# [PROBLEM REQUIREMENTS]
Set down exactly the entries below, beginning at their first line and ending at the line with "inside the cooldown".

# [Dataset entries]
☆ ☆ ☆

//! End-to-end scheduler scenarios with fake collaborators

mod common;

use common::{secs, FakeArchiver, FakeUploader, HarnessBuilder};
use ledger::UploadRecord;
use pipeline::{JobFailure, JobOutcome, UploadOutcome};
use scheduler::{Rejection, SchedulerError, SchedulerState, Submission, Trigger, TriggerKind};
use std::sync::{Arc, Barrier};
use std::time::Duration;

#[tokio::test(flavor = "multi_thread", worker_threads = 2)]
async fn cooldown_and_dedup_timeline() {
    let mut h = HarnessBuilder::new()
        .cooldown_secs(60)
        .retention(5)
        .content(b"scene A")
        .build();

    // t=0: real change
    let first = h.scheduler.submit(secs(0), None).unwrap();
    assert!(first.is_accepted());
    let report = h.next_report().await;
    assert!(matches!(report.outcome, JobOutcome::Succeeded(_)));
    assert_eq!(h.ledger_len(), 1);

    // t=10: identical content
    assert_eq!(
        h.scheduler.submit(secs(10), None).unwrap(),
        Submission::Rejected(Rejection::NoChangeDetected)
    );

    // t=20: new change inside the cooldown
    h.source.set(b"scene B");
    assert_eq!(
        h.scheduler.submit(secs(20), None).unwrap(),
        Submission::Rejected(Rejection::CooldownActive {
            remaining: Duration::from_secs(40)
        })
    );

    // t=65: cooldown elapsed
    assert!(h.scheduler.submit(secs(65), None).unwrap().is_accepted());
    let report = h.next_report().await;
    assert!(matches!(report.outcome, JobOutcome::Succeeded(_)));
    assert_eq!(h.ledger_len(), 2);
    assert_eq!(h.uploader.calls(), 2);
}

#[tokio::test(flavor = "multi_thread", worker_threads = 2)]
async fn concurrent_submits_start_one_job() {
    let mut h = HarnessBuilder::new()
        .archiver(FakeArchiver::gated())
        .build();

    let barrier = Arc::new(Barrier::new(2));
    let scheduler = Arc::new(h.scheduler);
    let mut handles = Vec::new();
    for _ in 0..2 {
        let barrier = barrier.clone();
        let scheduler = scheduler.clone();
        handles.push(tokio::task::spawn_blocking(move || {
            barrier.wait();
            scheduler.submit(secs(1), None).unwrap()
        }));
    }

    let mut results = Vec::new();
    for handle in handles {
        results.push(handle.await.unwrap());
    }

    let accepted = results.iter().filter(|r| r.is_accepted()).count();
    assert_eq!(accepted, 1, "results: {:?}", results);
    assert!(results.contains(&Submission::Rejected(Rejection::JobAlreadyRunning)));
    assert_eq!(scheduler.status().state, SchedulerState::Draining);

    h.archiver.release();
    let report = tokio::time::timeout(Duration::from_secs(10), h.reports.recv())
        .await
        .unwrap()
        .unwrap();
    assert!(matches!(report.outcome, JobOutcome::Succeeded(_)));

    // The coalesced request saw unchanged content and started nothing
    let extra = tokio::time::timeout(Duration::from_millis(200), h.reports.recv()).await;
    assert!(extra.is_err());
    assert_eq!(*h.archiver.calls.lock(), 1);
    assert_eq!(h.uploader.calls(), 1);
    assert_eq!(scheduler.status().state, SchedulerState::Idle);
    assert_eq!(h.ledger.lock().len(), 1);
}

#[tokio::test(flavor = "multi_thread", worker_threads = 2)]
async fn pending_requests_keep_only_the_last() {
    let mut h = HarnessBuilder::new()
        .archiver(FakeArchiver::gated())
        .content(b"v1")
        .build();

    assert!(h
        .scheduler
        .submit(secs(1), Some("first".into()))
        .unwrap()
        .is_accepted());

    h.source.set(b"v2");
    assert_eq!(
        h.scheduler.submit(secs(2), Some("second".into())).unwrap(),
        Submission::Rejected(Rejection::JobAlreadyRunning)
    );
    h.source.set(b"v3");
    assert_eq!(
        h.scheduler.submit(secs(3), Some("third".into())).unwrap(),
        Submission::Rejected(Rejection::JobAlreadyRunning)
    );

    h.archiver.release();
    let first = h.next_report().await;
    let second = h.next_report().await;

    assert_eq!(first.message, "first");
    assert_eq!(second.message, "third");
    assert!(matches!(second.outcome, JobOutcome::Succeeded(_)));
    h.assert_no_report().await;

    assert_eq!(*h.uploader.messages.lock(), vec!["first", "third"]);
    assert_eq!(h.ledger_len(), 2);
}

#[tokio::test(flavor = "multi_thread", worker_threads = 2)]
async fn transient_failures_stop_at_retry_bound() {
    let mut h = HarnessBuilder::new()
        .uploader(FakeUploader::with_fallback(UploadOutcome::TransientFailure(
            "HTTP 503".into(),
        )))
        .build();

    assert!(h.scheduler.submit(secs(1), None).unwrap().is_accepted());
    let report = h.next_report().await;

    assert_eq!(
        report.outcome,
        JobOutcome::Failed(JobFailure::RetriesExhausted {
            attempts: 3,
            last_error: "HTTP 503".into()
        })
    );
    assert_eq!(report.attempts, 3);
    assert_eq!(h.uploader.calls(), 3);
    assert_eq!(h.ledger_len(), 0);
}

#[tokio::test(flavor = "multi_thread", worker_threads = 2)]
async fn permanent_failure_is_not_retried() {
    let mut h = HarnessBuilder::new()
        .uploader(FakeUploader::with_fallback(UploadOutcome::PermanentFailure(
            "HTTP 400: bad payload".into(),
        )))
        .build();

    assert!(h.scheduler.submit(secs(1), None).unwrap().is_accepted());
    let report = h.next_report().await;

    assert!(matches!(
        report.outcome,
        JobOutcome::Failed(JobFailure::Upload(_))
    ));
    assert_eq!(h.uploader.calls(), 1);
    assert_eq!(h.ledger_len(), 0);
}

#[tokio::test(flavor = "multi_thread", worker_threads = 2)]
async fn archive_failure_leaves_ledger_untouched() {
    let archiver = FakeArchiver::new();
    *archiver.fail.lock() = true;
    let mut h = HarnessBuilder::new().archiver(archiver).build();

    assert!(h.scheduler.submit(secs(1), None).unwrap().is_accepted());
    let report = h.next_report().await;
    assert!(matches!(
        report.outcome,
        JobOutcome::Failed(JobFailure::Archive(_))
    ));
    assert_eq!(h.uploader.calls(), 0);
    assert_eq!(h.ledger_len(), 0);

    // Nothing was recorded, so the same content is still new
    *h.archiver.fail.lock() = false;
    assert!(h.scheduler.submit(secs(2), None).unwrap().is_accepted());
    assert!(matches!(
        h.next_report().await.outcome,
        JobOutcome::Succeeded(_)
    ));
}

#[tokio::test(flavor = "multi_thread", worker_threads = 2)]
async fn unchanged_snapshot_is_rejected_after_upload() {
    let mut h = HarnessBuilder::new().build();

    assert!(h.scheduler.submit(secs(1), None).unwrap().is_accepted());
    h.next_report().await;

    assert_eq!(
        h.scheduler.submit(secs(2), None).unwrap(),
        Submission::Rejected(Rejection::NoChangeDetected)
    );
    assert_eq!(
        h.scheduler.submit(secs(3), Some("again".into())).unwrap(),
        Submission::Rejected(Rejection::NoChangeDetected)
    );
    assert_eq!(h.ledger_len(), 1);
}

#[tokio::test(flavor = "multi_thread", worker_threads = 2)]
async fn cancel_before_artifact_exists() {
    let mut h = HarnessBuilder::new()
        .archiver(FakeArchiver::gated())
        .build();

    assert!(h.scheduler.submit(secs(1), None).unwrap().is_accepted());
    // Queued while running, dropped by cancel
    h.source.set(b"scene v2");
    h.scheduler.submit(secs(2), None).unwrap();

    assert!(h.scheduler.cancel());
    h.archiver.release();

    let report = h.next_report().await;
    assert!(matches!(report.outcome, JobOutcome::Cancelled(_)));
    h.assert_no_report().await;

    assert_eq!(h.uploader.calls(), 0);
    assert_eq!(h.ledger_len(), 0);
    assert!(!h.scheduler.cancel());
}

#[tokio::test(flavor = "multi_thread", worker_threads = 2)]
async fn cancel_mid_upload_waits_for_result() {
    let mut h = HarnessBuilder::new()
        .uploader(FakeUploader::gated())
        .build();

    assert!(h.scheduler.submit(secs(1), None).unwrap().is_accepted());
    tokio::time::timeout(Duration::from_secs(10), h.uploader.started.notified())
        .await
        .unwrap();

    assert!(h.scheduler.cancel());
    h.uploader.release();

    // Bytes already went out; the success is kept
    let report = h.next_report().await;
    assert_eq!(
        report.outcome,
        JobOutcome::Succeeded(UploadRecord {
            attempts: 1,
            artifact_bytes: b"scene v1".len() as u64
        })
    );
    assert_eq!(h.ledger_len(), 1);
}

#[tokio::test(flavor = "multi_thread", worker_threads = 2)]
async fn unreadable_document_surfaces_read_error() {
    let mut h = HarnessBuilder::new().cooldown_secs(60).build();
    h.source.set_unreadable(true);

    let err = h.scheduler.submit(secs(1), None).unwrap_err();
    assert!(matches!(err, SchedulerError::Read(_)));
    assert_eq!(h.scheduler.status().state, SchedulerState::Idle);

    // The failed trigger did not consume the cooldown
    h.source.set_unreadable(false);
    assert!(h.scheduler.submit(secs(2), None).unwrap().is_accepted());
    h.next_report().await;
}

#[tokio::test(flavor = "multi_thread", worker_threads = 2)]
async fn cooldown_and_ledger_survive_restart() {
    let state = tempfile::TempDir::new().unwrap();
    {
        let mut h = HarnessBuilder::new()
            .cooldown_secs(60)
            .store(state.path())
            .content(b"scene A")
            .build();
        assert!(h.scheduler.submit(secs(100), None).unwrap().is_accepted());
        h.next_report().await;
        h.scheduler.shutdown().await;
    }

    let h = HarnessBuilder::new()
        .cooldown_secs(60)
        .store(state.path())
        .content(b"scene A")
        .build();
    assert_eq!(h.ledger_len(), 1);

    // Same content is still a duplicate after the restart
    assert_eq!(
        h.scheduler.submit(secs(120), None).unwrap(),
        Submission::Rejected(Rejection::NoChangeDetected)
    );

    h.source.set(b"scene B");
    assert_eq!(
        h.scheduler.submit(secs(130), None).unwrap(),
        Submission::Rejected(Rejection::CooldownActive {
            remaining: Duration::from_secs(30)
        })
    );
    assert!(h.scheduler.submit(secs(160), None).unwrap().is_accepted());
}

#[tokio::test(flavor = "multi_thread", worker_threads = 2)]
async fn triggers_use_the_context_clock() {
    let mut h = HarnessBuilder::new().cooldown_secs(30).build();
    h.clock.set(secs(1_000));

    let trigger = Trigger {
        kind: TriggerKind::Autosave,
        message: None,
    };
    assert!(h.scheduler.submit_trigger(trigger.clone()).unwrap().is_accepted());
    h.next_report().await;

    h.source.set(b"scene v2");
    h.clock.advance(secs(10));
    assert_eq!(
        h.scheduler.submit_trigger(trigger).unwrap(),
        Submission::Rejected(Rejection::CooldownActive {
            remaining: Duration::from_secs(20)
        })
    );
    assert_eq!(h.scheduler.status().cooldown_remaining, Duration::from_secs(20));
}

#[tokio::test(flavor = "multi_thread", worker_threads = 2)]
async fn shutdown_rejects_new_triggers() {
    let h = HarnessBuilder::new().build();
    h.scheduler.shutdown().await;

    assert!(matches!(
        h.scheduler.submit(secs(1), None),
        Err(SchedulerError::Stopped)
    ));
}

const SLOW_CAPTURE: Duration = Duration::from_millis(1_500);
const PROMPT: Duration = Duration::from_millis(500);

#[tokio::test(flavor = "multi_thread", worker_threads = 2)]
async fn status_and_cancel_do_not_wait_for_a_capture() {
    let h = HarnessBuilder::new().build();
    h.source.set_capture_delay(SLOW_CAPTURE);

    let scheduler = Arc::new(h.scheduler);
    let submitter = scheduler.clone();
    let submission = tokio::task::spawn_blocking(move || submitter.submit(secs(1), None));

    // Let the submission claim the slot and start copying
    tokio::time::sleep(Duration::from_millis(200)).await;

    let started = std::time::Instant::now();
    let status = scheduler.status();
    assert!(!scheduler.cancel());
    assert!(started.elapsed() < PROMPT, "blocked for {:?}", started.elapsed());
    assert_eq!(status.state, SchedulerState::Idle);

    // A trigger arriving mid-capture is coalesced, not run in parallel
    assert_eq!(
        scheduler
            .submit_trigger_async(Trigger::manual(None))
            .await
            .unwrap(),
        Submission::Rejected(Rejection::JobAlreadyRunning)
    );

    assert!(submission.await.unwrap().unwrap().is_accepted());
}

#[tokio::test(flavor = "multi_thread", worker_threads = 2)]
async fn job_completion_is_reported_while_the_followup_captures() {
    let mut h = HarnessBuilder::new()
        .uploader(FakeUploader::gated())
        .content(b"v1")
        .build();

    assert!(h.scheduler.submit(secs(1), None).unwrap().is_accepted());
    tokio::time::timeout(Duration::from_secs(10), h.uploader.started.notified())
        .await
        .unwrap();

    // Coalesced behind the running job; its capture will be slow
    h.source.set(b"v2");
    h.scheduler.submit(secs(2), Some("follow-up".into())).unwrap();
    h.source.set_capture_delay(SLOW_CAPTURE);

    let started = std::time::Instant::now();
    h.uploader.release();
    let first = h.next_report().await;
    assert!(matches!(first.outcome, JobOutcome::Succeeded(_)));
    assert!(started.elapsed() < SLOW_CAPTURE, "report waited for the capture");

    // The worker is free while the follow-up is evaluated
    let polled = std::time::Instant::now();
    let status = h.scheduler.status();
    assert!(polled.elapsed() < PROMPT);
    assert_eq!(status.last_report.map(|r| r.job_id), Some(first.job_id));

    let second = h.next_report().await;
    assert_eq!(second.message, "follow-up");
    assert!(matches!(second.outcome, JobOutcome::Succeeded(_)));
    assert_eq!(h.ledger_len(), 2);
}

☆ ☆ ☆

# [RESULT]
//! End-to-end scheduler scenarios with fake collaborators

mod common;

use common::{secs, FakeArchiver, FakeUploader, HarnessBuilder};
use ledger::UploadRecord;
use pipeline::{JobFailure, JobOutcome, UploadOutcome};
use scheduler::{Rejection, SchedulerError, SchedulerState, Submission, Trigger, TriggerKind};
use std::sync::{Arc, Barrier};
use std::time::Duration;

#[tokio::test(flavor = "multi_thread", worker_threads = 2)]
async fn cooldown_and_dedup_timeline() {
    let mut h = HarnessBuilder::new()
        .cooldown_secs(60)
        .retention(5)
        .content(b"scene A")
        .build();

    // t=0: real change
    let first = h.scheduler.submit(secs(0), None).unwrap();
    assert!(first.is_accepted());
    let report = h.next_report().await;
    assert!(matches!(report.outcome, JobOutcome::Succeeded(_)));
    assert_eq!(h.ledger_len(), 1);

    // t=10: identical content
    assert_eq!(
        h.scheduler.submit(secs(10), None).unwrap(),
        Submission::Rejected(Rejection::NoChangeDetected)
    );

    // t=20: new change inside the cooldown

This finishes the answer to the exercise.